[INPUT — start]

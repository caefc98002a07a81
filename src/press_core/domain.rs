use serde::{Deserialize, Serialize};

/// Lifecycle of one catalog record. The scanner creates records as `new`,
/// the end-of-scan promotion is the only transition into `pending`, and a
/// worker owns every transition out of `in_progress`.
#[derive(Debug, Clone, Copy, Serialize, Deserialize, PartialEq, Eq, Hash)]
#[serde(rename_all = "snake_case")]
pub enum FileStatus {
    New,
    Pending,
    InProgress,
    Completed,
    Skipped,
    Error,
    NeedsReprocessing,
    Paused,
    Validating,
}

impl FileStatus {
    pub fn as_str(self) -> &'static str {
        match self {
            FileStatus::New => "new",
            FileStatus::Pending => "pending",
            FileStatus::InProgress => "in_progress",
            FileStatus::Completed => "completed",
            FileStatus::Skipped => "skipped",
            FileStatus::Error => "error",
            FileStatus::NeedsReprocessing => "needs_reprocessing",
            FileStatus::Paused => "paused",
            FileStatus::Validating => "validating",
        }
    }

    pub fn parse(s: &str) -> Option<FileStatus> {
        Some(match s {
            "new" => FileStatus::New,
            "pending" => FileStatus::Pending,
            "in_progress" => FileStatus::InProgress,
            "completed" => FileStatus::Completed,
            "skipped" => FileStatus::Skipped,
            "error" => FileStatus::Error,
            "needs_reprocessing" => FileStatus::NeedsReprocessing,
            "paused" => FileStatus::Paused,
            "validating" => FileStatus::Validating,
            _ => return None,
        })
    }

    /// Terminal rows only get their `last_checked` timestamp refreshed by
    /// subsequent scans; everything else is left for the pipeline.
    pub fn is_terminal(self) -> bool {
        matches!(self, FileStatus::Completed | FileStatus::Error)
    }
}

#[derive(Debug, Clone, Copy, Serialize, Deserialize, PartialEq, Eq)]
#[serde(rename_all = "snake_case")]
pub enum ContentKind {
    Animation,
    LiveAction,
    Mixed,
}

impl ContentKind {
    pub fn as_str(self) -> &'static str {
        match self {
            ContentKind::Animation => "animation",
            ContentKind::LiveAction => "live_action",
            ContentKind::Mixed => "mixed",
        }
    }
}

#[derive(Debug, Clone, Copy, Serialize, Deserialize, PartialEq, Eq)]
#[serde(rename_all = "lowercase")]
pub enum Severity {
    Info,
    Warning,
    Error,
}

impl Severity {
    pub fn as_str(self) -> &'static str {
        match self {
            Severity::Info => "info",
            Severity::Warning => "warning",
            Severity::Error => "error",
        }
    }
}

/// Subset of a file record consulted by the scanner when diffing a path
/// against the catalog.
#[derive(Debug, Clone)]
pub struct FileStatusRow {
    pub id: i64,
    pub status: FileStatus,
    pub checksum: String,
    pub original_size: u64,
    pub compressed_size: Option<u64>,
    pub priority: i64,
}

/// Fields for a brand-new catalog record. `add_new_file` falls through to a
/// `last_checked`/`checksum` refresh when the path already exists.
#[derive(Debug, Clone)]
pub struct NewFile {
    pub file_path: String,
    pub size: u64,
    pub checksum: String,
    pub status: FileStatus,
    pub priority: i64,
}

/// Partial update applied to an existing record. Only present fields are
/// written; `increment_compression_count` bumps the counter inside the SQL
/// statement so concurrent updates can never overwrite it.
#[derive(Debug, Clone, Default)]
pub struct FileUpdate {
    pub original_size: Option<u64>,
    pub compressed_size: Option<u64>,
    pub last_checked: Option<String>,
    pub queued_at: Option<String>,
    pub processing_started: Option<String>,
    pub compression_date: Option<String>,
    pub checksum: Option<String>,
    pub content_type: Option<ContentKind>,
    pub quality_score: Option<f64>,
    pub error_message: Option<String>,
    pub skip_reason: Option<String>,
    pub priority: Option<i64>,
    pub estimated_time: Option<i64>,
    pub actual_time: Option<i64>,
    pub increment_compression_count: bool,
}

/// One entry of a bulk update; applied inside a single transaction.
#[derive(Debug, Clone)]
pub struct RecordPatch {
    pub file_path: String,
    pub status: Option<FileStatus>,
    pub update: FileUpdate,
}

/// Row handed to the pipeline by the priority-ordered pending fetch.
#[derive(Debug, Clone)]
pub struct PendingFile {
    pub file_path: String,
    pub original_size: u64,
    pub checksum: String,
    pub priority: i64,
    pub estimated_time: i64,
}

#[derive(Debug, Clone, Serialize)]
pub struct Event {
    pub id: i64,
    pub timestamp: String,
    pub event_type: String,
    pub details: String,
    pub severity: String,
}

/// Per-session accounting row, written once when the worker pool drains.
#[derive(Debug, Clone, Serialize)]
pub struct SessionStats {
    pub start_time: String,
    pub end_time: String,
    pub files_processed: u64,
    pub total_original_size: u64,
    pub total_compressed_size: u64,
    pub savings_percentage: f64,
    pub errors: u64,
}

/// Aggregated catalog statistics for the monitor surface.
#[derive(Debug, Clone, Default, Serialize)]
pub struct Statistics {
    pub status_counts: std::collections::HashMap<String, u64>,
    pub total_files: u64,
    pub total_original_size: u64,
    pub total_compressed_size: u64,
    pub space_saved: u64,
    pub savings_percentage: f64,
    pub processing_times: ProcessingTimes,
    /// Sum of `estimated_time` over pending rows, in seconds.
    pub estimated_remaining_time: i64,
}

#[derive(Debug, Clone, Default, Serialize)]
pub struct ProcessingTimes {
    pub average_seconds: f64,
    pub min_seconds: i64,
    pub max_seconds: i64,
}

/// Operational sub-phase of a single file's processing, surfaced per job on
/// the monitor.
#[derive(Debug, Clone, Copy, Serialize, PartialEq, Eq)]
#[serde(rename_all = "snake_case")]
pub enum JobStage {
    Initializing,
    IntegrityCheck,
    ContentAnalysis,
    Encoding,
    QualityCheck,
    Finalizing,
}

impl JobStage {
    pub fn as_str(self) -> &'static str {
        match self {
            JobStage::Initializing => "initializing",
            JobStage::IntegrityCheck => "integrity check",
            JobStage::ContentAnalysis => "content analysis",
            JobStage::Encoding => "encoding",
            JobStage::QualityCheck => "quality check",
            JobStage::Finalizing => "finalizing",
        }
    }
}

/// Snapshot of one active worker's job for the monitor surface. The
/// authoritative copy lives in the pipeline's in-memory job map and is
/// rebuilt from scratch on restart.
#[derive(Debug, Clone, Serialize)]
pub struct JobSnapshot {
    pub worker: usize,
    pub filename: String,
    pub full_path: String,
    pub stage: JobStage,
    /// Encoder progress in [0, 100].
    pub progress: f64,
    pub size_mb: f64,
    pub elapsed_seconds: f64,
    pub eta_seconds: Option<f64>,
    /// Catalog-side estimate for this file, zero when no sample exists yet.
    pub estimated_time: i64,
}

#[cfg(test)]
mod tests {
    use super::*;

    #[test]
    fn status_strings_round_trip() {
        for status in [
            FileStatus::New,
            FileStatus::Pending,
            FileStatus::InProgress,
            FileStatus::Completed,
            FileStatus::Skipped,
            FileStatus::Error,
            FileStatus::NeedsReprocessing,
            FileStatus::Paused,
            FileStatus::Validating,
        ] {
            assert_eq!(FileStatus::parse(status.as_str()), Some(status));
        }
        assert_eq!(FileStatus::parse("bogus"), None);
    }

    #[test]
    fn status_serde_matches_as_str() {
        let json = serde_json::to_string(&FileStatus::NeedsReprocessing).expect("serialize");
        assert_eq!(json, "\"needs_reprocessing\"");
        let back: FileStatus = serde_json::from_str(&json).expect("deserialize");
        assert_eq!(back, FileStatus::NeedsReprocessing);
    }

    #[test]
    fn only_completed_and_error_are_terminal() {
        assert!(FileStatus::Completed.is_terminal());
        assert!(FileStatus::Error.is_terminal());
        assert!(!FileStatus::Pending.is_terminal());
        assert!(!FileStatus::Skipped.is_terminal());
    }
}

[INPUT — finish]

TASK PROMPT>
All of the records above must be reproduced exactly.

RESPONSE FOR THIS EXERCISE>
repository caefc98002a07a81
filename src/press_core/domain.rs
use serde::{Deserialize, Serialize};

/// Lifecycle of one catalog record. The scanner creates records as `new`,
/// the end-of-scan promotion is the only transition into `pending`, and a
/// worker owns every transition out of `in_progress`.
#[derive(Debug, Clone, Copy, Serialize, Deserialize, PartialEq, Eq, Hash)]
#[serde(rename_all = "snake_case")]
pub enum FileStatus {
    New,
    Pending,
    InProgress,
    Completed,
    Skipped,
    Error,
    NeedsReprocessing,
    Paused,
    Validating,
}

impl FileStatus {
    pub fn as_str(self) -> &'static str {
        match self {
            FileStatus::New => "new",
            FileStatus::Pending => "pending",
            FileStatus::InProgress => "in_progress",
            FileStatus::Completed => "completed",
            FileStatus::Skipped => "skipped",
            FileStatus::Error => "error",
            FileStatus::NeedsReprocessing => "needs_reprocessing",
            FileStatus::Paused => "paused",
            FileStatus::Validating => "validating",
        }
    }

    pub fn parse(s: &str) -> Option<FileStatus> {
        Some(match s {
            "new" => FileStatus::New,
            "pending" => FileStatus::Pending,
            "in_progress" => FileStatus::InProgress,
            "completed" => FileStatus::Completed,
            "skipped" => FileStatus::Skipped,
            "error" => FileStatus::Error,
            "needs_reprocessing" => FileStatus::NeedsReprocessing,
            "paused" => FileStatus::Paused,
            "validating" => FileStatus::Validating,
            _ => return None,
        })
    }

    /// Terminal rows only get their `last_checked` timestamp refreshed by
    /// subsequent scans; everything else is left for the pipeline.
    pub fn is_terminal(self) -> bool {
        matches!(self, FileStatus::Completed | FileStatus::Error)
    }
}

#[derive(Debug, Clone, Copy, Serialize, Deserialize, PartialEq, Eq)]
#[serde(rename_all = "snake_case")]
pub enum ContentKind {
    Animation,
    LiveAction,
    Mixed,
}

impl ContentKind {
    pub fn as_str(self) -> &'static str {
        match self {
            ContentKind::Animation => "animation",
            ContentKind::LiveAction => "live_action",
            ContentKind::Mixed => "mixed",
        }
    }
}

#[derive(Debug, Clone, Copy, Serialize, Deserialize, PartialEq, Eq)]
#[serde(rename_all = "lowercase")]
pub enum Severity {
    Info,
    Warning,
    Error,
}

impl Severity {
    pub fn as_str(self) -> &'static str {
        match self {
            Severity::Info => "info",
            Severity::Warning => "warning",
            Severity::Error => "error",
        }
    }
}

/// Subset of a file record consulted by the scanner when diffing a path
/// against the catalog.
#[derive(Debug, Clone)]
pub struct FileStatusRow {
    pub id: i64,
    pub status: FileStatus,
    pub checksum: String,
    pub original_size: u64,
    pub compressed_size: Option<u64>,
    pub priority: i64,
}

/// Fields for a brand-new catalog record. `add_new_file` falls through to a
/// `last_checked`/`checksum` refresh when the path already exists.
#[derive(Debug, Clone)]
pub struct NewFile {
    pub file_path: String,
    pub size: u64,
    pub checksum: String,
    pub status: FileStatus,
    pub priority: i64,
}

/// Partial update applied to an existing record. Only present fields are
/// written; `increment_compression_count` bumps the counter inside the SQL
/// statement so concurrent updates can never overwrite it.
#[derive(Debug, Clone, Default)]
pub struct FileUpdate {
    pub original_size: Option<u64>,
    pub compressed_size: Option<u64>,
    pub last_checked: Option<String>,
    pub queued_at: Option<String>,
    pub processing_started: Option<String>,
    pub compression_date: Option<String>,
    pub checksum: Option<String>,
    pub content_type: Option<ContentKind>,
    pub quality_score: Option<f64>,
    pub error_message: Option<String>,
    pub skip_reason: Option<String>,
    pub priority: Option<i64>,
    pub estimated_time: Option<i64>,
    pub actual_time: Option<i64>,
    pub increment_compression_count: bool,
}

/// One entry of a bulk update; applied inside a single transaction.
#[derive(Debug, Clone)]
pub struct RecordPatch {
    pub file_path: String,
    pub status: Option<FileStatus>,
    pub update: FileUpdate,
}

/// Row handed to the pipeline by the priority-ordered pending fetch.
#[derive(Debug, Clone)]
pub struct PendingFile {
    pub file_path: String,
    pub original_size: u64,
    pub checksum: String,
    pub priority: i64,
    pub estimated_time: i64,
}

#[derive(Debug, Clone, Serialize)]
pub struct Event {
    pub id: i64,
    pub timestamp: String,
    pub event_type: String,
    pub details: String,
    pub severity: String,
}

/// Per-session accounting row, written once when the worker pool drains.
#[derive(Debug, Clone, Serialize)]
pub struct SessionStats {
    pub start_time: String,
    pub end_time: String,
    pub files_processed: u64,
    pub total_original_size: u64,
    pub total_compressed_size: u64,
    pub savings_percentage: f64,
    pub errors: u64,
}

/// Aggregated catalog statistics for the monitor surface.
#[derive(Debug, Clone, Default, Serialize)]
pub struct Statistics {
    pub status_counts: std::collections::HashMap<String, u64>,
    pub total_files: u64,
    pub total_original_size: u64,
    pub total_compressed_size: u64,
    pub space_saved: u64,
    pub savings_percentage: f64,
    pub processing_times: ProcessingTimes,
    /// Sum of `estimated_time` over pending rows, in seconds.
    pub estimated_remaining_time: i64,
}

#[derive(Debug, Clone, Default, Serialize)]
pub struct ProcessingTimes {
    pub average_seconds: f64,
    pub min_seconds: i64,
    pub max_seconds: i64,
}

/// Operational sub-phase of a single file's processing, surfaced per job on
/// the monitor.
#[derive(Debug, Clone, Copy, Serialize, PartialEq, Eq)]
#[serde(rename_all = "snake_case")]
pub enum JobStage {
    Initializing,
    IntegrityCheck,
    ContentAnalysis,
    Encoding,
    QualityCheck,
    Finalizing,
}

impl JobStage {
    pub fn as_str(self) -> &'static str {
        match self {
            JobStage::Initializing => "initializing",
            JobStage::IntegrityCheck => "integrity check",
            JobStage::ContentAnalysis => "content analysis",
            JobStage::Encoding => "encoding",
            JobStage::QualityCheck => "quality check",
            JobStage::Finalizing => "finalizing",
        }
    }
}

/// Snapshot of one active worker's job for the monitor surface. The
/// authoritative copy lives in the pipeline's in-memory job map and is
/// rebuilt from scratch on restart.
#[derive(Debug, Clone, Serialize)]
pub struct JobSnapshot {
    pub worker: usize,
    pub filename: String,
    pub full_path: String,
    pub stage: JobStage,
    /// Encoder progress in [0, 100].
    pub progress: f64,
    pub size_mb: f64,
    pub elapsed_seconds: f64,
    pub eta_seconds: Option<f64>,
    /// Catalog-side estimate for this file, zero when no sample exists yet.
    pub estimated_time: i64,
}

#[cfg(test)]
mod tests {
    use super::*;

    #[test]
    fn status_strings_round_trip() {
        for status in [
            FileStatus::New,
            FileStatus::Pending,
            FileStatus::InProgress,
            FileStatus::Completed,
            FileStatus::Skipped,
            FileStatus::Error,
            FileStatus::NeedsReprocessing,
            FileStatus::Paused,
            FileStatus::Validating,
        ] {
            assert_eq!(FileStatus::parse(status.as_str()), Some(status));
        }
        assert_eq!(FileStatus::parse("bogus"), None);
    }

    #[test]
    fn status_serde_matches_as_str() {
        let json = serde_json::to_string(&FileStatus::NeedsReprocessing).expect("serialize");
        assert_eq!(json, "\"needs_reprocessing\"");
        let back: FileStatus = serde_json::from_str(&json).expect("deserialize");
        assert_eq!(back, FileStatus::NeedsReprocessing);
    }

    #[test]
    fn only_completed_and_error_are_terminal() {
        assert!(FileStatus::Completed.is_terminal());
        assert!(FileStatus::Error.is_terminal());
        assert!(!FileStatus::Pending.is_terminal());
        assert!(!FileStatus::Skipped.is_terminal());
    }
}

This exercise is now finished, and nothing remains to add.